#### [Your task]
Sift the listing for lines that hold the string "Result" and pull them out.

#### [Source information]

Start of Block

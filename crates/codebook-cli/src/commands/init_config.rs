//! Init-config command implementation.

use crate::cli::InitConfigArgs;
use crate::config::MinerConfig;
use crate::error::{CliError, Result};
use crate::output::Formatter;
use std::path::PathBuf;

/// Execute the init-config command.
pub fn execute_init_config(args: InitConfigArgs, formatter: &Formatter) -> Result<()> {
    let path = write_default_config(args.path, args.force)?;
    println!("{}", formatter.success(&format!("Wrote default configuration to {}", path.display())));
    Ok(())
}

/// Write the default configuration, refusing to clobber unless `force`.
pub fn write_default_config(path: Option<PathBuf>, force: bool) -> Result<PathBuf> {
    let path = match path {
        Some(path) => path,
        None => MinerConfig::default_path()?,
    };
    if path.exists() && !force {
        return Err(CliError::InvalidInput(format!(
            "{} already exists (use --force to overwrite)",
            path.display()
        )));
    }
    MinerConfig::default().save(&path)?;
    Ok(path)
}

End of Block

#### [Solution below]
use crate::error::{CliError, Result};
pub fn execute_init_config(args: InitConfigArgs, formatter: &Formatter) -> Result<()> {
pub fn write_default_config(path: Option<PathBuf>, force: bool) -> Result<PathBuf> {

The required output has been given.